Das Interesse an dem Fach Englisch ist mit dem neuen Lehrer verloren gegangen. Französisch und Deutsch sind „vielleicht“ immer noch die Lieblingsfächer, aber so ganz überzeugt wie im Jahr zuvor scheint Torben jetzt nicht mehr zu sein. Er sagt es auch ganz deutlich: weil die Fächer von seinen LieblingslehrerInnen unterrichtet wurden im vergangenen Jahr, fand er sie „am beschte“.

23.09.02 vierte Stunde, neue Aula
I: Mmmh. Und wie ist der Herr Ulmann?
Frank: Der is gut. Des is einer meiner Lieblinglehrer so…
I: Was meinst Du warum die Klasse da immer ruhig ist? Ich meine er ermahnt zwar, aber er gibt keine Strafarbeiten, net wirklich…
Frank: …doch. Also er gibt schun Strafarbeite, also do gab´s letschtes Jahr a mol än Streß, abber ich denk´ die meischte können´n einfach so gut leide, daß sie wisse wie sie sich zu benehme hamm, weil sie einfach den a net verliere wolle, weil do war letschtes Jahr, hat er glaub´ ich so mol sich so aufgeregt, daß er gsacht hat er wählt uns ab unn des will, glaub´ich, keiner, daß mir än annere Lehrer krigge, weil des eigentlich so zimmlich de beschte Lehrer hier für die Fächer is, weil der kann´s gut erkläre. Letscht Jahr hamm ja die annere die Frau Grei g´habt unn des war ja katastrophal, was ich so mit´kriggt hab´.

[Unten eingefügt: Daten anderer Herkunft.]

//! Page record to [`Post`] mapping.
//!
//! Page records are loosely typed JSON. Every access here is total: a
//! missing property, a wrong type, or a null value degrades to an empty
//! string or `None`, never to an error.

use notiblog_core::Post;
use serde_json::Value;

use crate::config::PropertyNames;

/// Maps one raw page record to a [`Post`].
///
/// ```
/// use notiblog_notion::{PropertyNames, map_page};
/// use serde_json::json;
///
/// let page = json!({
///     "id": "abc",
///     "properties": {
///         "Title": { "type": "title", "title": [{ "plain_text": "Hello" }] },
///         "Tags": { "type": "multi_select", "multi_select": [{ "name": "rust" }] }
///     }
/// });
/// let post = map_page(&page, &PropertyNames::default());
/// assert_eq!(post.title, "Hello");
/// assert_eq!(post.tags, ["rust"]);
/// assert_eq!(post.slug, "abc");
/// ```
pub fn map_page(page: &Value, names: &PropertyNames) -> Post {
    let id = page
        .get("id")
        .and_then(Value::as_str)
        .unwrap_or_default()
        .to_string();

    let slug = text_property(page, &names.slug, "rich_text");
    let slug = if slug.is_empty() { id.clone() } else { slug };

    Post {
        title: text_property(page, &names.title, "title"),
        description: text_property(page, &names.description, "rich_text"),
        cover_image: cover_url(page.get("cover")),
        tags: multi_select_names(page, &names.tags),
        author: first_person_name(page, &names.author),
        date: date_start(page, &names.date),
        modified_date: date_start(page, &names.modified_date),
        slug,
        id,
    }
}

/// Looks up a property by name.
pub fn property<'a>(page: &'a Value, name: &str) -> Option<&'a Value> {
    page.get("properties")?.get(name)
}

/// Concatenates the `plain_text` of every rich-text segment.
///
/// Anything that is not an array of segments yields an empty string.
pub fn rich_text_plain(segments: Option<&Value>) -> String {
    segments
        .and_then(Value::as_array)
        .map(|parts| {
            parts
                .iter()
                .filter_map(|part| part.get("plain_text").and_then(Value::as_str))
                .collect()
        })
        .unwrap_or_default()
}

/// Resolves a cover image URL from an `external` or uploaded `file` cover.
pub fn cover_url(cover: Option<&Value>) -> Option<String> {
    let cover = cover?;
    let url = match cover.get("type").and_then(Value::as_str)? {
        "external" => cover.pointer("/external/url"),
        "file" | "file_upload" => cover.pointer("/file/url"),
        _ => None,
    };
    url.and_then(Value::as_str).map(str::to_string)
}

fn text_property(page: &Value, name: &str, kind: &str) -> String {
    rich_text_plain(property(page, name).and_then(|p| p.get(kind)))
}

fn multi_select_names(page: &Value, name: &str) -> Vec<String> {
    property(page, name)
        .and_then(|p| p.get("multi_select"))
        .and_then(Value::as_array)
        .map(|options| {
            options
                .iter()
                .filter_map(|o| o.get("name").and_then(Value::as_str))
                .map(str::to_string)
                .collect()
        })
        .unwrap_or_default()
}

fn first_person_name(page: &Value, name: &str) -> String {
    property(page, name)
        .and_then(|p| p.pointer("/people/0/name"))
        .and_then(Value::as_str)
        .unwrap_or_default()
        .to_string()
}

fn date_start(page: &Value, name: &str) -> Option<String> {
    property(page, name)
        .and_then(|p| p.pointer("/date/start"))
        .and_then(Value::as_str)
        .map(str::to_string)
}

#[cfg(test)]
mod tests {
    use super::*;
    use proptest::prelude::*;
    use serde_json::json;

    fn full_page() -> Value {
        json!({
            "object": "page",
            "id": "page-1",
            "cover": { "type": "external", "external": { "url": "https://img.example/c.png" } },
            "properties": {
                "Title": {
                    "type": "title",
                    "title": [{ "plain_text": "Hello, " }, { "plain_text": "World" }]
                },
                "Description": { "type": "rich_text", "rich_text": [{ "plain_text": "Intro" }] },
                "Tags": {
                    "type": "multi_select",
                    "multi_select": [{ "name": "rust" }, { "name": "Next JS" }]
                },
                "Author": { "type": "people", "people": [{ "name": "Kim" }, { "name": "Lee" }] },
                "Date": { "type": "date", "date": { "start": "2024-03-15" } },
                "Modified Date": { "type": "date", "date": { "start": "2024-03-20" } },
                "Slug": { "type": "rich_text", "rich_text": [{ "plain_text": "hello-world" }] },
                "Status": { "type": "select", "select": { "name": "Published" } }
            }
        })
    }

    #[test]
    fn test_map_full_page() {
        let post = map_page(&full_page(), &PropertyNames::default());
        assert_eq!(post.id, "page-1");
        assert_eq!(post.title, "Hello, World");
        assert_eq!(post.description, "Intro");
        assert_eq!(post.cover_image.as_deref(), Some("https://img.example/c.png"));
        assert_eq!(post.tags, ["rust", "Next JS"]);
        assert_eq!(post.author, "Kim");
        assert_eq!(post.date.as_deref(), Some("2024-03-15"));
        assert_eq!(post.modified_date.as_deref(), Some("2024-03-20"));
        assert_eq!(post.slug, "hello-world");
    }

    #[test]
    fn test_map_bare_page_defaults() {
        let post = map_page(&json!({ "id": "bare" }), &PropertyNames::default());
        assert_eq!(post, Post::new("bare"));
    }

    #[test]
    fn test_map_nulls_and_wrong_types() {
        let page = json!({
            "id": "p",
            "cover": null,
            "properties": {
                "Title": { "type": "title", "title": [] },
                "Description": { "type": "rich_text", "rich_text": "not an array" },
                "Tags": { "type": "multi_select", "multi_select": [{ "id": "x" }] },
                "Author": { "type": "people", "people": [] },
                "Date": { "type": "date", "date": null },
                "Slug": { "type": "rich_text", "rich_text": [] }
            }
        });
        let post = map_page(&page, &PropertyNames::default());
        assert_eq!(post.title, "");
        assert_eq!(post.description, "");
        assert!(post.tags.is_empty());
        assert_eq!(post.author, "");
        assert_eq!(post.date, None);
        assert_eq!(post.cover_image, None);
        assert_eq!(post.slug, "p");
    }

    #[test]
    fn test_map_custom_property_names() {
        let page = json!({
            "id": "p",
            "properties": {
                "Name": { "type": "title", "title": [{ "plain_text": "Custom" }] },
                "URL": { "type": "rich_text", "rich_text": [{ "plain_text": "custom" }] }
            }
        });
        let names = PropertyNames {
            title: "Name".to_string(),
            slug: "URL".to_string(),
            ..Default::default()
        };
        let post = map_page(&page, &names);
        assert_eq!(post.title, "Custom");
        assert_eq!(post.slug, "custom");
    }

    #[test]
    fn test_cover_kinds() {
        let file = json!({ "type": "file", "file": { "url": "https://s3/f.png", "expiry_time": "x" } });
        assert_eq!(cover_url(Some(&file)).as_deref(), Some("https://s3/f.png"));

        let upload = json!({ "type": "file_upload", "file": { "url": "https://s3/u.png" } });
        assert_eq!(cover_url(Some(&upload)).as_deref(), Some("https://s3/u.png"));

        let missing_url = json!({ "type": "file", "file": {} });
        assert_eq!(cover_url(Some(&missing_url)), None);

        let other = json!({ "type": "emoji", "emoji": "🦀" });
        assert_eq!(cover_url(Some(&other)), None);

        assert_eq!(cover_url(None), None);
    }

    fn arb_json() -> impl Strategy<Value = Value> {
        let leaf = prop_oneof![
            Just(Value::Null),
            any::<bool>().prop_map(Value::Bool),
            any::<i64>().prop_map(Value::from),
            ".{0,8}".prop_map(Value::String),
        ];
        leaf.prop_recursive(4, 32, 4, |inner| {
            prop_oneof![
                prop::collection::vec(inner.clone(), 0..4).prop_map(Value::Array),
                prop::collection::hash_map(
                    "type|title|rich_text|plain_text|name|people|date|start|url|file|external",
                    inner,
                    0..4
                )
                .prop_map(|m| Value::Object(m.into_iter().collect())),
            ]
        })
    }

    proptest! {
        #[test]
        fn prop_mapping_is_total(
            id in "[a-f0-9]{1,12}",
            title in arb_json(),
            slug in arb_json(),
            tags in arb_json(),
            cover in arb_json(),
        ) {
            let page = json!({
                "id": id,
                "cover": cover,
                "properties": { "Title": title, "Slug": slug, "Tags": tags }
            });
            let post = map_page(&page, &PropertyNames::default());

            prop_assert_eq!(&post.id, &id);
            prop_assert!(!post.slug.is_empty());
        }
    }
}
//! The blog content service.

use std::sync::Arc;

use notiblog_core::{AdjacentPosts, DEFAULT_ALL_LABEL, Post, PostContent, Result};
use notiblog_notion::{ContentSource, Filter, PropertyNames, QueryRequest, Sort, map_page};

/// Settings for a [`Blog`].
#[derive(Debug, Clone, PartialEq, Eq)]
pub struct BlogOptions {
    /// Database property names and the published status value
    pub properties: PropertyNames,

    /// Label of the aggregate tag entry
    pub all_label: String,
}

impl Default for BlogOptions {
    fn default() -> Self {
        Self {
            properties: PropertyNames::default(),
            all_label: DEFAULT_ALL_LABEL.to_string(),
        }
    }
}

/// Published posts and their bodies, read from a [`ContentSource`].
///
/// Every call queries the source afresh; nothing is cached between calls.
#[derive(Clone)]
pub struct Blog {
    source: Arc<dyn ContentSource>,
    options: BlogOptions,
}

impl Blog {
    /// Creates a blog over `source` with default options.
    pub fn new(source: Arc<dyn ContentSource>) -> Self {
        Self::with_options(source, BlogOptions::default())
    }

    /// Creates a blog over `source` with the given options.
    pub fn with_options(source: Arc<dyn ContentSource>, options: BlogOptions) -> Self {
        Self { source, options }
    }

    /// The blog's options.
    pub fn options(&self) -> &BlogOptions {
        &self.options
    }

    /// Status equals the published value.
    fn published(&self) -> Filter {
        let names = &self.options.properties;
        Filter::select_equals(&names.status, &names.published)
    }

    /// Lists published posts, newest first.
    ///
    /// With `tag`, only posts carrying exactly that tag are returned.
    /// Follows cursors until the source reports no more pages.
    pub async fn list_published_posts(&self, tag: Option<&str>) -> Result<Vec<Post>> {
        let names = &self.options.properties;
        let mut filters = vec![self.published()];
        if let Some(tag) = tag {
            filters.push(Filter::multi_select_contains(&names.tags, tag));
        }

        let request = QueryRequest::new()
            .with_filter(Filter::and(filters))
            .with_sort(Sort::descending(&names.date));
        let records = self.source.query_all(&request).await?;

        let posts: Vec<Post> = records.iter().map(|r| map_page(r, names)).collect();
        tracing::info!(
            source = self.source.name(),
            tag = tag.unwrap_or_default(),
            count = posts.len(),
            "Listed published posts"
        );
        Ok(posts)
    }

    /// Fetches a published post by exact slug, with its Markdown body.
    ///
    /// Returns `Ok(None)` when no published post has the slug. Source
    /// failures are returned as errors; see [`Blog::post_or_none`] for the
    /// lenient form.
    pub async fn get_post_by_slug(&self, slug: &str) -> Result<Option<PostContent>> {
        if slug.is_empty() {
            return Ok(None);
        }

        let names = &self.options.properties;
        let request = QueryRequest::new()
            .with_filter(Filter::and(vec![
                self.published(),
                Filter::rich_text_equals(&names.slug, slug),
            ]))
            .with_page_size(1);
        let response = self.source.query_database(&request).await?;

        let Some(record) = response.results.first() else {
            tracing::debug!(slug, "No published post with slug");
            return Ok(None);
        };

        let post = map_page(record, names);
        let content = self.source.page_markdown(&post.id).await?;
        tracing::info!(slug, post_id = %post.id, bytes = content.len(), "Fetched post");
        Ok(Some(PostContent { post, content }))
    }

    /// Like [`Blog::get_post_by_slug`], but logs failures and reports them
    /// as not found.
    pub async fn post_or_none(&self, slug: &str) -> Option<PostContent> {
        match self.get_post_by_slug(slug).await {
            Ok(found) => found,
            Err(err) => {
                tracing::error!(slug, error = %err, "Failed to fetch post");
                None
            }
        }
    }

    /// The posts listed just before and after `post_id`, newest first.
    pub async fn adjacent_posts(&self, post_id: &str) -> Result<AdjacentPosts> {
        let posts = self.list_published_posts(None).await?;
        Ok(AdjacentPosts::locate(&posts, post_id))
    }
}
//! Published blog entries.

use serde::{Deserialize, Serialize};

/// A published blog entry, projected from one remote page record.
///
/// Only `id` is guaranteed; every other field is best-effort and degrades to
/// an empty string or `None` when the upstream record lacks it.
#[derive(Debug, Clone, Default, PartialEq, Eq, Serialize, Deserialize)]
#[serde(rename_all = "camelCase")]
pub struct Post {
    /// Opaque identifier assigned by the remote source
    pub id: String,

    /// Plain-text title
    pub title: String,

    /// Plain-text summary
    pub description: String,

    /// Cover image URL, external or uploaded
    #[serde(skip_serializing_if = "Option::is_none")]
    pub cover_image: Option<String>,

    /// Multi-select labels, upstream order
    pub tags: Vec<String>,

    /// Author display name
    pub author: String,

    /// Publish date (ISO 8601)
    #[serde(skip_serializing_if = "Option::is_none")]
    pub date: Option<String>,

    /// Last modification date (ISO 8601)
    #[serde(skip_serializing_if = "Option::is_none")]
    pub modified_date: Option<String>,

    /// URL routing key; the record id when no explicit slug is set
    pub slug: String,
}

impl Post {
    /// Creates a post with only its id set; the slug falls back to the id.
    pub fn new(id: impl Into<String>) -> Self {
        let id = id.into();
        Self {
            slug: id.clone(),
            id,
            ..Default::default()
        }
    }

    /// Returns `true` if the post was modified on a different date than it
    /// was published.
    pub fn was_modified(&self) -> bool {
        match (&self.modified_date, &self.date) {
            (Some(modified), Some(published)) => modified != published,
            (Some(_), None) => true,
            _ => false,
        }
    }
}

/// A post together with its Markdown body.
#[derive(Debug, Clone, PartialEq, Eq, Serialize, Deserialize)]
pub struct PostContent {
    /// The mapped post
    pub post: Post,

    /// Page body rendered to Markdown
    pub content: String,
}

/// The neighbours of a post in the date-descending post list.
#[derive(Debug, Clone, Default, PartialEq, Eq, Serialize, Deserialize)]
pub struct AdjacentPosts {
    /// The newer post, listed just before
    pub prev: Option<Post>,

    /// The older post, listed just after
    pub next: Option<Post>,
}

impl AdjacentPosts {
    /// Finds the neighbours of `post_id` in an ordered list.
    ///
    /// Both sides are `None` when the id is not in the list.
    pub fn locate(posts: &[Post], post_id: &str) -> Self {
        let Some(index) = posts.iter().position(|p| p.id == post_id) else {
            return Self::default();
        };

        Self {
            prev: index.checked_sub(1).map(|i| posts[i].clone()),
            next: posts.get(index + 1).cloned(),
        }
    }
}
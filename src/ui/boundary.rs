//! Outline of a rectangle with another rectangle cut out of it.
//!
//! The area is sliced into the grid induced by both rectangles' edges. Cells
//! outside the cut-out are kept and their edges emitted; an edge shared by two
//! kept cells is emitted twice and cancels, so only the true boundary
//! survives. The surviving edges are then chained into closed loops.
//!
//! Points are compared through [`PointKey`], which rounds coordinates to a
//! fixed precision, never by raw float equality.

use serde::{Deserialize, Serialize};
use tracing::{trace, warn};

use crate::common::collections::hash_map::Entry;
use crate::common::collections::{HashMap, HashSet};
use crate::sys::geometry::{Point, Rect};

const COORD_PRECISION: f64 = 1e6;
const MIN_EDGE_LENGTH: f64 = 1e-7;

/// Which way a polygon turns, by the sign of its shoelace area. With the
/// y-down display coordinates used here a `CounterClockwise` polygon appears
/// clockwise on screen.
#[derive(Debug, Clone, Copy, PartialEq, Eq, Serialize, Deserialize)]
#[serde(rename_all = "snake_case")]
pub enum Winding {
    Clockwise,
    CounterClockwise,
}

#[derive(Debug, Clone, Default, PartialEq, Serialize, Deserialize)]
#[serde(transparent)]
pub struct Polygon(Vec<Point>);

impl Polygon {
    pub fn new(points: Vec<Point>) -> Self { Polygon(points) }

    pub fn empty() -> Self { Polygon(Vec::new()) }

    pub fn from_rect(rect: &Rect) -> Self {
        Polygon(vec![
            Point::new(rect.left(), rect.top()),
            Point::new(rect.right(), rect.top()),
            Point::new(rect.right(), rect.bottom()),
            Point::new(rect.left(), rect.bottom()),
        ])
    }

    pub fn points(&self) -> &[Point] { &self.0 }

    pub fn into_points(self) -> Vec<Point> { self.0 }

    pub fn len(&self) -> usize { self.0.len() }

    pub fn is_empty(&self) -> bool { self.0.is_empty() }

    pub fn signed_area(&self) -> f64 { polygon_area(&self.0) }

    pub fn area(&self) -> f64 { self.signed_area().abs() }

    /// `None` for degenerate polygons with no area.
    pub fn winding(&self) -> Option<Winding> {
        let area = self.signed_area();
        if area > 0.0 {
            Some(Winding::CounterClockwise)
        } else if area < 0.0 {
            Some(Winding::Clockwise)
        } else {
            None
        }
    }

    pub fn reversed(mut self) -> Self {
        self.0.reverse();
        self
    }

    /// Reorders the points, if needed, so the polygon turns `winding`.
    pub fn with_winding(self, winding: Winding) -> Self {
        match self.winding() {
            Some(w) if w != winding => self.reversed(),
            _ => self,
        }
    }

    /// Axis-aligned bounding box of the points.
    pub fn bounds(&self) -> Option<Rect> {
        let first = self.0.first()?;
        let (mut left, mut top, mut right, mut bottom) = (first.x, first.y, first.x, first.y);
        for p in &self.0[1..] {
            left = left.min(p.x);
            top = top.min(p.y);
            right = right.max(p.x);
            bottom = bottom.max(p.y);
        }
        Some(Rect::from_edges(left, top, right, bottom))
    }
}

/// Signed shoelace area. Fewer than three points have no area.
pub fn polygon_area(points: &[Point]) -> f64 {
    if points.len() < 3 {
        return 0.0;
    }
    let sum: f64 = points
        .iter()
        .zip(points.iter().cycle().skip(1))
        .map(|(a, b)| a.x * b.y - b.x * a.y)
        .sum();
    sum * 0.5
}

fn quantize(value: f64) -> i64 { (value * COORD_PRECISION).round() as i64 }

#[derive(Debug, Clone, Copy, PartialEq, Eq, Hash, PartialOrd, Ord)]
struct PointKey(i64, i64);

impl From<Point> for PointKey {
    fn from(p: Point) -> Self { PointKey(quantize(p.x), quantize(p.y)) }
}

#[derive(Debug, Clone, Copy)]
struct Edge {
    start: Point,
    end: Point,
}

impl Edge {
    fn start_key(&self) -> PointKey { self.start.into() }

    fn end_key(&self) -> PointKey { self.end.into() }

    fn oriented_key(&self) -> (PointKey, PointKey) { (self.start_key(), self.end_key()) }

    /// Same for both directions of the segment.
    fn undirected_key(&self) -> (PointKey, PointKey) {
        let (a, b) = self.oriented_key();
        (
            PointKey(a.0.min(b.0), a.1.min(b.1)),
            PointKey(a.0.max(b.0), a.1.max(b.1)),
        )
    }
}

/// Edges in insertion order, with shared edges cancelled.
#[derive(Default)]
struct EdgeSet {
    slots: Vec<Option<Edge>>,
    index: HashMap<(PointKey, PointKey), usize>,
}

impl EdgeSet {
    fn toggle(&mut self, start: Point, end: Point) {
        if (start.x - end.x).abs() < MIN_EDGE_LENGTH && (start.y - end.y).abs() < MIN_EDGE_LENGTH {
            return;
        }
        let edge = Edge { start, end };
        match self.index.entry(edge.undirected_key()) {
            Entry::Occupied(entry) => {
                let slot = entry.remove();
                self.slots[slot] = None;
            }
            Entry::Vacant(entry) => {
                entry.insert(self.slots.len());
                self.slots.push(Some(edge));
            }
        }
    }

    fn into_edges(self) -> Vec<Edge> { self.slots.into_iter().flatten().collect() }
}

fn unique_sorted(values: [f64; 4]) -> Vec<f64> {
    let mut seen = HashSet::default();
    let mut unique: Vec<f64> =
        values.into_iter().filter(|v| v.is_finite() && seen.insert(quantize(*v))).collect();
    unique.sort_by(f64::total_cmp);
    unique
}

/// The part of `rect` left once `excluded` is cut out, as a closed polygon.
///
/// Returns `rect`'s corners (top-left, top-right, bottom-right, bottom-left)
/// when nothing is cut out, and an empty polygon when `rect` has no area or
/// is covered entirely. When the cut-out leaves several loops (a hole, or two
/// separate pieces), only the loop enclosing the largest area is returned.
pub fn extract_boundary(rect: &Rect, excluded: Option<&Rect>) -> Polygon {
    if rect.is_empty() {
        return Polygon::empty();
    }
    let Some(cut) = excluded.and_then(|e| rect.intersect(e)) else {
        return Polygon::from_rect(rect);
    };

    let xs = unique_sorted([rect.left(), rect.right(), cut.left(), cut.right()]);
    let ys = unique_sorted([rect.top(), rect.bottom(), cut.top(), cut.bottom()]);

    let mut edges = EdgeSet::default();
    let mut kept = 0;
    for x in xs.windows(2) {
        let (x0, x1) = (x[0], x[1]);
        if x1 <= x0 {
            continue;
        }
        for y in ys.windows(2) {
            let (y0, y1) = (y[0], y[1]);
            if y1 <= y0 {
                continue;
            }
            let centroid = Point::new((x0 + x1) / 2.0, (y0 + y1) / 2.0);
            if !rect.contains(centroid) || cut.contains(centroid) {
                continue;
            }
            kept += 1;
            edges.toggle(Point::new(x0, y0), Point::new(x1, y0));
            edges.toggle(Point::new(x1, y0), Point::new(x1, y1));
            edges.toggle(Point::new(x1, y1), Point::new(x0, y1));
            edges.toggle(Point::new(x0, y1), Point::new(x0, y0));
        }
    }
    trace!(kept, "grid cells kept");
    if kept == 0 {
        return Polygon::empty();
    }

    largest_loop(&edges.into_edges()).map(Polygon::new).unwrap_or_default()
}

/// Chains directed edges into closed loops and returns the one with the
/// largest absolute area. Chains that dead-end are dropped.
fn largest_loop(edges: &[Edge]) -> Option<Vec<Point>> {
    let mut by_start: HashMap<PointKey, Vec<&Edge>> = HashMap::default();
    for edge in edges {
        by_start.entry(edge.start_key()).or_default().push(edge);
    }

    let mut visited = HashSet::default();
    let mut best: Option<(Vec<Point>, f64)> = None;

    for first in edges {
        if visited.contains(&first.oriented_key()) {
            continue;
        }
        let loop_start = first.start_key();
        let mut points = Vec::new();
        let mut current = first;
        let closed = loop {
            if !visited.insert(current.oriented_key()) {
                // Ran into an edge of a loop walked earlier.
                break true;
            }
            points.push(current.start);
            let next_key = current.end_key();
            if next_key == loop_start {
                break true;
            }
            let next = by_start
                .get(&next_key)
                .and_then(|c| c.iter().copied().find(|e| !visited.contains(&e.oriented_key())));
            match next {
                Some(next) => current = next,
                None => break false,
            }
        };
        if !closed {
            warn!(start = ?first.start, "dropping open boundary chain");
            continue;
        }
        let area = polygon_area(&points).abs();
        if best.as_ref().is_none_or(|(_, best_area)| area > *best_area) {
            best = Some((points, area));
        }
    }

    best.map(|(points, _)| points)
}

Frank formuliert deutlich, daß die Sympathie der SchülerInnen für Herrn Ulmann in seiner Qualität als „Produktionsleiter“ begründet liegt („eigentlich so zimmlich de beschte Lehrer hier für die Fächer is“) und sie ihn deswegen „a net verliere wolle“. Vor allem die didaktische Fähigkeit von Herrn Ulmann werden geschätzt, weil „der kann´s gut erkläre“. Wenn SchülerInnen einen Lehrer bzw. eine Lehrerin „gut leide“ können, dann „wisse (sie) wie sie sich zu benehme hamm“. Will heißen, dass sie sich nicht kontra-produktiv verhalten, sondern für eine gute Lehr- bzw. Lernatmosphäre sorgen.

23.09.02 dritte Stunde, BK-Bereich
I: Mmh. Und der Herr Ulmann?
Anna: Also der is auch ´n total gute Lehrer unn so, unn der, ähm, konzentriert sich auch auf die Schüler.
I: Was meinst Du wie der des hinkriegt, daß da die Klasse eigentlich immer ruhig ist, obwohl er nicht schreit oder so?
Anna: Ich denk´ mal, ähm, daß jeder Lehrer, äh jeder Schüler den eigentlich, ähm, so mag unn so unn daß die dann eigentlich net so wie bei andere Lehrer reagieren.

Laut Anna beruht die ruhige Lernatmosphäre im Physik-Unterricht der ansonsten eher lauten Klasse 9b, auf der Sympathie zu Herrn Ulmann, „den jeder Schüler (…) eigentlich (…) mag“. Das Urteil der SchülerInnen über Herrn Ulmann ist einheitlich. Da er im Ruf steht, ein „total guter“ Lehrer zu sein, den die Klasse nicht verlieren sollte, erwirbt sich kein Schüler besonderen Respekt von der Klasse, wenn er auf irgendeine Weise gegen Herr Ulmann agiert. Herr Ulmann wird auch deshalb geschätzt, weil er sich auf die „Schüler konzentriert“, wie Anna dies ausdrückt.
Offensichtlich ein Lehrer, der von den SchülerInnen ernst genommen wird, weil auch er die SchülerInnen ernst nimmt. Weil sie ihn darum schätzen, verhalten sie sich ruhiger als bei anderen LehrerInnen, was wiederum der Lernatmosphäre und der Produktivität zu Gute kommt.